Мать, практичная и увлекающаяся, уже лелеяла планы пристроить к пекарне дополнительное помещение, поставить в нем столы и стулья и продавать там масло и сыр, маслины и чай. Но отец терпеть не мог этих ночных гостей. Он утверждал, что всякий раз, когда они хлопают дверью, входя и выходя из пекарни, его тесто садится от этих ударов.
— Нечего устраивать здесь кафе итальки[70], — заявил он и велел Шимону «выбросить этих индехиниадос[71], этих бездельников, со двора». Шимон, который по опыту собственного тела знал успокаивающее действие хлеба, смутился, бросил вопросительный взгляд на Якова и не двинулся с места.
— Они приходили посмотреть на мать, — говорит Яков. Даже сегодня он не перестает утверждать, что моя близорукость была куда больше, чем все тогда думали. — И Бринкер был в нее влюблен, и этот его брат-профессор был в нее влюблен, и твой Ихиель не спускал с нее глаз, и все те бедняги, что жевали хлеб и при этом думали о ней.
— Глупости ты мелешь, — сказал я ему, удивляясь той темной ярости, которую вызвали во мне его слова.

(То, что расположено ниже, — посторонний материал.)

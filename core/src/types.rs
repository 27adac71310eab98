//! Catalog DTOs that carry the polymorphic wire fields.
//!
//! # Design
//! These are the JSON shapes GeoServer uses for coverage and feature-type
//! metadata. Every optional field is an `Option` (or an empty collection)
//! skipped on serialization, so a partially filled value sent in a PUT only
//! touches the fields the caller set. Sending `null` or `0` instead would
//! overwrite the server's value.

use serde::{Deserialize, Serialize};

use crate::codec::lenient_int;
use crate::crs::Crs;
use crate::range::GridRange;

/// Reference to another catalog resource.
#[derive(Debug, Clone, Default, PartialEq, Serialize, Deserialize)]
pub struct Resource {
    #[serde(rename = "@class", default, skip_serializing_if = "Option::is_none")]
    pub class: Option<String>,
    pub name: String,
    #[serde(default, skip_serializing_if = "Option::is_none")]
    pub href: Option<String>,
}

#[derive(Debug, Clone, Default, PartialEq, Serialize, Deserialize)]
pub struct Keywords {
    #[serde(rename = "string", default, skip_serializing_if = "Vec::is_empty")]
    pub values: Vec<String>,
}

#[derive(Debug, Clone, Default, PartialEq, Serialize, Deserialize)]
pub struct BoundingBox {
    pub minx: f64,
    pub maxx: f64,
    pub miny: f64,
    pub maxy: f64,
    #[serde(default, skip_serializing_if = "Option::is_none")]
    pub crs: Option<Crs>,
}

/// Affine grid-to-world transform.
#[derive(Debug, Clone, Default, PartialEq, Serialize, Deserialize)]
#[serde(rename_all = "camelCase")]
pub struct Transform {
    pub scale_x: f64,
    pub scale_y: f64,
    pub shear_x: f64,
    pub shear_y: f64,
    pub translate_x: f64,
    pub translate_y: f64,
}

#[derive(Debug, Clone, Default, PartialEq, Serialize, Deserialize)]
pub struct Grid {
    #[serde(
        rename = "@dimension",
        default,
        with = "lenient_int",
        skip_serializing_if = "Option::is_none"
    )]
    pub dimension: Option<i64>,
    #[serde(default, skip_serializing_if = "Option::is_none")]
    pub range: Option<GridRange>,
    #[serde(default, skip_serializing_if = "Option::is_none")]
    pub transform: Option<Transform>,
    #[serde(default, skip_serializing_if = "Option::is_none")]
    pub crs: Option<Crs>,
}

/// Raster layer metadata.
#[derive(Debug, Clone, Default, PartialEq, Serialize, Deserialize)]
#[serde(rename_all = "camelCase")]
pub struct Coverage {
    #[serde(default, skip_serializing_if = "Option::is_none")]
    pub name: Option<String>,
    #[serde(default, skip_serializing_if = "Option::is_none")]
    pub native_name: Option<String>,
    #[serde(default, skip_serializing_if = "Option::is_none")]
    pub native_coverage_name: Option<String>,
    #[serde(default, skip_serializing_if = "Option::is_none")]
    pub namespace: Option<Resource>,
    #[serde(default, skip_serializing_if = "Option::is_none")]
    pub title: Option<String>,
    #[serde(default, skip_serializing_if = "Option::is_none")]
    pub description: Option<String>,
    #[serde(rename = "abstract", default, skip_serializing_if = "Option::is_none")]
    pub abstract_text: Option<String>,
    #[serde(default, skip_serializing_if = "Option::is_none")]
    pub keywords: Option<Keywords>,
    #[serde(rename = "nativeCRS", default, skip_serializing_if = "Option::is_none")]
    pub native_crs: Option<Crs>,
    #[serde(default, skip_serializing_if = "Option::is_none")]
    pub srs: Option<String>,
    #[serde(default, skip_serializing_if = "Option::is_none")]
    pub enabled: Option<bool>,
    #[serde(default, skip_serializing_if = "Option::is_none")]
    pub native_bounding_box: Option<BoundingBox>,
    #[serde(default, skip_serializing_if = "Option::is_none")]
    pub lat_lon_bounding_box: Option<BoundingBox>,
    #[serde(default, skip_serializing_if = "Option::is_none")]
    pub projection_policy: Option<String>,
    #[serde(default, skip_serializing_if = "Option::is_none")]
    pub store: Option<Resource>,
    #[serde(default, skip_serializing_if = "Option::is_none")]
    pub grid: Option<Grid>,
}

/// `{"coverage": {...}}` envelope used by the coverage endpoints.
#[derive(Debug, Clone, Default, PartialEq, Serialize, Deserialize)]
pub struct CoverageBody {
    pub coverage: Coverage,
}

#[cfg(test)]
mod tests {
    use serde_json::json;

    use super::*;
    use crate::codec;

    const COVERAGE: &str = r#"{
      "coverage": {
        "name": "sfdem",
        "nativeName": "sfdem",
        "namespace": {"name": "sf", "href": "http://localhost:8080/geoserver/rest/namespaces/sf.json"},
        "title": "sfdem is a Tagged Image File Format with Geographic information",
        "keywords": {"string": ["WCS", "sfdem"]},
        "nativeCRS": {"@class": "projected", "$": "PROJCS[\"NAD27 / UTM zone 13N\"]"},
        "srs": "EPSG:26713",
        "nativeBoundingBox": {"minx": 589980, "maxx": 609000, "miny": 4913700, "maxy": 4928010, "crs": {"@class": "projected", "$": "EPSG:26713"}},
        "latLonBoundingBox": {"minx": -103.87, "maxx": -103.62, "miny": 44.37, "maxy": 44.5, "crs": "EPSG:4326"},
        "projectionPolicy": "REPROJECT_TO_DECLARED",
        "enabled": true,
        "store": {"@class": "coverageStore", "name": "sf:sfdem", "href": "http://localhost:8080/geoserver/rest/workspaces/sf/coveragestores/sfdem.json"},
        "grid": {
          "@dimension": "2",
          "range": {"low": "0 0", "high": "634 477"},
          "transform": {"scaleX": 30, "scaleY": -30, "shearX": 0, "shearY": 0, "translateX": 589995, "translateY": 4927995},
          "crs": "EPSG:26713"
        }
      }
    }"#;

    #[test]
    fn decodes_coverage_with_polymorphic_fields() {
        let body: CoverageBody = codec::from_json(COVERAGE.as_bytes()).unwrap();
        let coverage = body.coverage;
        assert_eq!(coverage.name.as_deref(), Some("sfdem"));
        assert_eq!(coverage.keywords.unwrap().values, vec!["WCS", "sfdem"]);
        assert_eq!(coverage.native_crs.unwrap().class(), Some("projected"));
        assert_eq!(
            coverage.native_bounding_box.unwrap().crs,
            Some(Crs::labeled("projected", "EPSG:26713"))
        );
        assert_eq!(coverage.lat_lon_bounding_box.unwrap().crs, Some(Crs::bare("EPSG:4326")));

        let grid = coverage.grid.unwrap();
        assert_eq!(grid.dimension, Some(2));
        assert_eq!(grid.range, Some(GridRange::new(vec![0, 0], vec![634, 477])));
        assert_eq!(grid.transform.unwrap().scale_y, -30.0);
        assert_eq!(grid.crs, Some(Crs::bare("EPSG:26713")));
        assert_eq!(coverage.store.unwrap().class.as_deref(), Some("coverageStore"));
    }

    #[test]
    fn bad_range_token_fails_whole_coverage() {
        let body = COVERAGE.replace(r#""high": "634 477""#, r#""high": "634 abc""#);
        let err = codec::from_json::<CoverageBody>(body.as_bytes()).unwrap_err();
        assert!(err.to_string().contains("`abc`"), "{err}");
    }

    #[test]
    fn unset_optional_fields_are_omitted() {
        let json = codec::to_json(&Coverage::default()).unwrap();
        assert_eq!(json, "{}");
        assert_eq!(codec::to_json(&Grid::default()).unwrap(), "{}");
        assert_eq!(codec::to_json(&Keywords::default()).unwrap(), "{}");
    }

    #[test]
    fn partial_update_sends_only_set_fields() {
        let update = CoverageBody {
            coverage: Coverage {
                title: Some("Elevation".to_string()),
                enabled: Some(false),
                ..Coverage::default()
            },
        };
        let value: serde_json::Value = serde_json::from_str(&codec::to_json(&update).unwrap()).unwrap();
        assert_eq!(value, json!({"coverage": {"title": "Elevation", "enabled": false}}));
    }

    #[test]
    fn resource_round_trips_class_attribute() {
        let resource: Resource =
            codec::from_json(br#"{"@class":"Test","name":"Test1","href":"http://localhost:8080/geoserver/"}"#).unwrap();
        assert_eq!(resource.class.as_deref(), Some("Test"));
        let value: serde_json::Value = serde_json::to_value(&resource).unwrap();
        assert_eq!(value["@class"], "Test");
    }

    #[test]
    fn bounding_box_encodes_crs_shapes() {
        let bbox = BoundingBox {
            minx: -180.0,
            maxx: 180.0,
            miny: -90.0,
            maxy: 90.0,
            crs: Some(Crs::labeled("string", "EPSG:4326")),
        };
        let value = serde_json::to_value(&bbox).unwrap();
        assert_eq!(value["crs"], "EPSG:4326");
    }
}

Я, конечно, помнил, что Ихиель тоже приходил. Он был холостяк, и временами ночь донимала его уколами одиночества, оцепенения и отчаяния. Я знал, что иногда он ездит в город, потому что на следующий день Мертвая Хая, встретив его у входа в кооператив, во всеуслышание спрашивала: «Ну, что, интеллигент, опять ездил в город исполнить заповедь?» Но Ихиель, как правило, приходил в пекарню только для того, чтобы поесть свежего хлеба, и, пока жевал, всегда глядел на фотографию каменной девушки.
— Я-то думал, что ты в этих делах понимаешь больше моего, — насмехается надо мной Яков. — Со всеми твоими тамошними женщинами. — Он всегда удивлялся, какое множество любовей было у меня и у Биньямина. Но меня он высмеивает, а сыном хвастается. «Ты бы видел, сколько девушек пришло на его похороны», — вспоминает он с гордостью снова и снова.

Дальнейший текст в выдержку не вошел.